El dispositivo de ilusión que crea "Gioconda", como los documentales veristas del siglo XIX, es una formidable máquina de crítica política.
¿Y si la ceguera no fuese un déficit de visión sino un exceso de haber visto, una saturación del ojo en vez de una discapacidad? Para representar y a la vez ejecutar el rol de guía, borrando todo límite entre función teatral y función práctica, Villar Rojas convocó a una actriz ciega, que casi siempre fue ciega pero que no era actriz antes de esto. Hay aquí un, en todo sentido, oscuro humor del que ella participa como humorista. "Lo que garpa es la ceguera", dice Rocío Muñoz Vergara en un momento autorreferencial de su desopilante monólogo, que coescribió con el director; dramaturgos ambos, performers los dos sólo que ella lo es en la obra servida al público y él en la cocina de la obra, que consistió en ir a filmar el Louvre.

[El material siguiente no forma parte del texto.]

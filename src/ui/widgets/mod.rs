//! Property input widgets.
//!
//! - PropertyInput: one numeric value shown as draggable facets
//!   - Drag horizontally to change value
//!   - Click to enter text input mode
//!   - Arrow keys step the focused facet

pub mod property_input;

pub use property_input::{
    PropertyInput, PropertyInputChanged, PropertyInputEditModeChanged, PropertyInputFacet,
    SetPropertyInputDisabled, SetPropertyInputValue, apply_pending_clicks, commit_on_focus_loss,
    drive_locked_drag, end_released_drags, spawn_property_input, sync_cursor_grab,
    sync_property_input_text, widget_key,
};
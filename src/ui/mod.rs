//! Bevy UI front end for the numeric widgets.
//!
//! Spawns property inputs as bevy_ui nodes and drives them from picking
//! and focused keyboard input.

pub mod config;
pub mod plugin;
pub mod state;
pub mod widgets;

pub use config::PropertyInputConfig;
pub use plugin::{PropertyInputPlugin, PropertyInputSet};
pub use state::{PendingClicks, PointerGrab};
pub use widgets::{
    PropertyInput, PropertyInputChanged, PropertyInputEditModeChanged, PropertyInputFacet,
    SetPropertyInputDisabled, SetPropertyInputValue, spawn_property_input,
};
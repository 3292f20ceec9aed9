//! Configuration for property input behavior and styling.

use bevy::prelude::*;
use bevy::ui::Val;

use crate::numeric::widget::DEFAULT_PRECISION;
use crate::numeric::{Bounds, CompositeProps};

/// Configuration for spawned property inputs.
#[derive(Resource, Clone)]
pub struct PropertyInputConfig {
    // Behavior
    /// Multiplier applied to every drag-derived change.
    pub drag_factor: f64,
    /// Decimals shown in facet text.
    pub precision: usize,
    /// Whether drags ask for the infinite-drag lock.
    pub infinite_drag: bool,

    // Layout
    /// Minimum width of one facet.
    pub facet_min_width: Val,
    /// Padding inside a facet.
    pub facet_padding: UiRect,
    /// Gap between facets and their labels.
    pub facet_gap: Val,

    // Typography
    pub font_size: f32,

    // Colors
    pub border_color: Color,
    pub background_color: Color,
    pub text_color: Color,
    /// Text color while a facet is in edit mode.
    pub editing_text_color: Color,
    pub disabled_text_color: Color,
}

impl PropertyInputConfig {
    /// Widget props seeded from this configuration.
    pub fn props(&self, value: f64, bounds: Bounds) -> CompositeProps {
        CompositeProps {
            value,
            bounds,
            drag_factor: self.drag_factor,
            precision: self.precision,
            infinite_drag: self.infinite_drag,
            ..Default::default()
        }
    }
}

impl Default for PropertyInputConfig {
    fn default() -> Self {
        Self {
            // Behavior
            drag_factor: 1.0,
            precision: DEFAULT_PRECISION,
            infinite_drag: true,

            // Layout
            facet_min_width: Val::Px(48.0),
            facet_padding: UiRect::horizontal(Val::Px(4.0)),
            facet_gap: Val::Px(2.0),

            // Typography
            font_size: 11.0,

            // Colors
            border_color: Color::srgba(0.3, 0.3, 0.3, 1.0),
            background_color: Color::srgba(0.15, 0.15, 0.15, 1.0),
            text_color: Color::srgba(0.9, 0.9, 0.6, 1.0),
            editing_text_color: Color::srgba(1.0, 1.0, 1.0, 1.0),
            disabled_text_color: Color::srgba(0.6, 0.6, 0.6, 1.0),
        }
    }
}
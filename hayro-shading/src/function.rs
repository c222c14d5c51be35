//! Functions mapping parametric shading values to color components.

use crate::color::ColorComponents;

/// A function that maps the input values of a shading to color components.
pub trait ShadingFunction: Send + Sync {
    /// Evaluate the function with the given input.
    ///
    /// Returns `None` if the function could not be evaluated.
    fn eval(&self, input: &[f32]) -> Option<ColorComponents>;
}

/// An exponential interpolation function (PDF function type 2).
#[derive(Debug, Clone)]
pub struct ExponentialFunction {
    domain: [f32; 2],
    c0: ColorComponents,
    c1: ColorComponents,
    n: f32,
}

impl ExponentialFunction {
    /// Create a new exponential function.
    ///
    /// The function evaluates to `c0 + x^n * (c1 - c0)`, where `x` is the input
    /// clamped to `domain`.
    pub fn new(domain: [f32; 2], c0: ColorComponents, c1: ColorComponents, n: f32) -> Self {
        Self { domain, c0, c1, n }
    }
}

impl ShadingFunction for ExponentialFunction {
    fn eval(&self, input: &[f32]) -> Option<ColorComponents> {
        let [min, max] = self.domain;
        let x = input.first()?.clamp(min.min(max), max.max(min));

        let out = self
            .c0
            .iter()
            .zip(self.c1.iter())
            .map(|(c0, c1)| *c0 + x.powf(self.n) * (*c1 - *c0))
            .collect();

        Some(out)
    }
}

Filmar el Louvre y traerlo. Así de simple y complejo. Un acto de canibalismo cultural, como proponían los vanguardistas brasileños en 1922. Su cómplice en ese acto, que fue subrepticio al principio, fue Cindi Beltramone. Cindi, además de videasta del proyecto, es asistente de dirección y opera en vivo con Villar Rojas el complejo dispositivo tecnológico que proveen el Teatro Nacional y el Cervantes, en el marco del programa "TNA-TC produce en el país".
A la obra le sobran unos cuantos minutos iniciales, abusa del recurso de la voz en off, tarda en levantar vuelo y "lo que garpa" es la presencia visible de su estrella, auténtica revelación actoral. Como Tiresias, como Ulises ensordecido ante el cantar de las sirenas, Rocío ve mejor que nadie. Inmune a la seducción de las imágenes, no sucumbe a la fascinación que la desviaría de la verdad de lo representado. Atraviesa la engañosa belleza de las idealizaciones, denuncia al arte como propaganda, delata los crímenes del poder que el pintor a su servicio quiso ocultar bajo el maquillaje. Lo visible ciega: la analogía formal del Marat de David con la Piedad de Miguel Ángel santifica al firmante serial de sentencias de muerte, y el punctum de Rocío no está en ese brazo laxo de Cristo descendido sino en la carta de la justiciera Charlotte; la mártir fue la Corday.
El relato de la guía evidencia las tensiones políticas domesticadas primero por la academia de pintura y luego por la institución museo. Gracias a esa voz es que el dispositivo de ilusión que crea "Gioconda", estructuralmente análogo a los panoramas documentales veristas en 360º de las Exposiciones Universales en el París del siglo XIX, configura una formidable máquina de crítica política. Lo que se ve es perforado por lo que se escucha. Lo mejor, lejos, es el tiempo dedicado a la pintura de los siglos XVIII y XIX: una verdadera clase magistral sobre el arte de la Revolución Francesa y el Imperio.